Jumlahnya besar. Ambisinya lebih besar. Pemerintah AS mengeluarkan dana sebesar $5 miliar untuk melihat apa yang mungkin terjadi, dan mereka berharap AI akan mampu mengatasi semuanya. Ini bukan program percontohan. Ini adalah penerapan skala penuh.
Lima belas lembaga federal kini ikut serta. Kesehatan, energi, pertahanan, transportasi. Mereka semua mendapat sepotong kue.
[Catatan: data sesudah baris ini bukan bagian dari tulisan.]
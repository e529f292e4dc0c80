use reqwest::StatusCode;
use reqwest::header::InvalidHeaderValue;

/// How the core should react to a failed broker call.
#[derive(Debug, Clone, Copy, PartialEq, Eq)]
pub enum ErrorClass {
    /// The session token is no longer accepted; re-acquire before retrying.
    AuthInvalid,
    /// Connectivity, timeout or upstream outage; safe to retry with backoff.
    Transient,
    /// Broker throttled the request; retry with backoff.
    RateLimited,
    /// Business-rule rejection (funds, instrument, market closed); terminal.
    Rejected,
}

#[derive(Debug, thiserror::Error)]
pub enum BrokerError {
    #[error("Session rejected by broker: {message}")]
    AuthRejected { message: String },

    #[error("Rate limited by broker: {message}")]
    RateLimited { message: String },

    #[error("Transient broker failure: {message}")]
    Transient { message: String },

    #[error("Rejected by broker: {message}")]
    Rejected { message: String },

    #[error("Failed to create header value: {0}")]
    InvalidHeader(#[from] InvalidHeaderValue),

    #[error("Request failed: {0}")]
    Reqwest(#[from] reqwest::Error),

    #[error("URL parsing failed: {0}")]
    Url(#[from] url::ParseError),

    #[error(
        "Failed to parse API response: {action}, response: {response_text}, error: {parse_error}"
    )]
    ApiResponseParse {
        action: String,
        response_text: String,
        parse_error: String,
    },

    #[error("Response for {action} is missing {field}")]
    MissingField { action: String, field: String },
}

impl BrokerError {
    pub fn class(&self) -> ErrorClass {
        match self {
            Self::AuthRejected { .. } => ErrorClass::AuthInvalid,
            Self::RateLimited { .. } => ErrorClass::RateLimited,
            Self::Transient { .. } => ErrorClass::Transient,
            Self::Reqwest(e) if e.is_timeout() || e.is_connect() || e.is_request() => {
                ErrorClass::Transient
            }
            Self::Reqwest(e) => match e.status() {
                Some(StatusCode::FORBIDDEN) => ErrorClass::AuthInvalid,
                Some(StatusCode::TOO_MANY_REQUESTS) => ErrorClass::RateLimited,
                Some(status) if status.is_server_error() => ErrorClass::Transient,
                _ => ErrorClass::Rejected,
            },
            Self::Rejected { .. }
            | Self::InvalidHeader(_)
            | Self::Url(_)
            | Self::ApiResponseParse { .. }
            | Self::MissingField { .. } => ErrorClass::Rejected,
        }
    }

    pub fn is_retryable(&self) -> bool {
        matches!(
            self.class(),
            ErrorClass::Transient | ErrorClass::RateLimited
        )
    }

    pub fn is_auth_invalid(&self) -> bool {
        self.class() == ErrorClass::AuthInvalid
    }
}

/// Maps a Kite error envelope onto the error taxonomy.
///
/// Kite reports `TokenException` with HTTP 403 when the access token has
/// expired or was invalidated by a fresh login elsewhere.
pub(crate) fn classify(status: StatusCode, error_type: Option<&str>, message: String) -> BrokerError {
    match (status, error_type) {
        (StatusCode::FORBIDDEN, _) | (_, Some("TokenException")) => {
            BrokerError::AuthRejected { message }
        }
        (StatusCode::TOO_MANY_REQUESTS, _) => BrokerError::RateLimited { message },
        (_, Some("NetworkException" | "DataException")) => BrokerError::Transient { message },
        (status, _) if status.is_server_error() => BrokerError::Transient { message },
        _ => BrokerError::Rejected { message },
    }
}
Tujuannya? Atasi masalah ilmiah yang telah membusuk selama beberapa dekade. Kita berbicara tentang menemukan akar penyebab penyakit kronis. Mempercepat penemuan obat agar kita tidak terjebak dalam siklus yang sama. Mengembangkan bahan bangunan yang tidak hancur setelah beberapa musim dingin.
Michael Kratsios, kepala penasihat teknologi Trump, memaparkannya. Para ilmuwan akan mendapatkan akses ke superkomputer besar milik Departemen Energi. Mereka mendapatkan alat AI. Mereka mendapatkan kumpulan data khusus. Ini adalah perangkat yang dirancang untuk menjalankan eksperimen dengan kecepatan yang tidak dapat ditandingi oleh otak manusia saja.
“Gedung Putih membantu menyatukan semua lembaga yang bekerja di berbagai bidang untuk menjadikan mereka bagian dari upaya AI yang lebih besar untuk sains,” Kratsios mengatakan kepada Reuters.
Inilah arti sebenarnya dari “AI untuk sains” dalam praktiknya. Bukan hanya chatbot. Algoritme nyata mengolah data nyata.
Politik Ilmu Pendanaan
Ada pergeseran yang terjadi di sini. Yang struktural. Gedung Putih merilis laporan pada Selasa malam. Dokumen ini menguraikan rencana untuk merombak cara dana penelitian federal mengalir melalui sistem.
Alih-alih mengirimkan cek ke universitas, pemerintah ingin mendukung ilmuwan secara langsung. Mereka ingin mendanai penggunaan AI secara khusus. Birokrasi yang lebih sedikit. Lebih banyak kontrol. Laporan tersebut berpendapat bahwa dukungan federal terhadap ilmu pengetahuan harus “dapat dipertanggungjawabkan secara politik.”
Terjemahan: Gedung Putih ingin tahu persis ke mana setiap dolar mengalir. Dan mengapa ia pergi ke sana.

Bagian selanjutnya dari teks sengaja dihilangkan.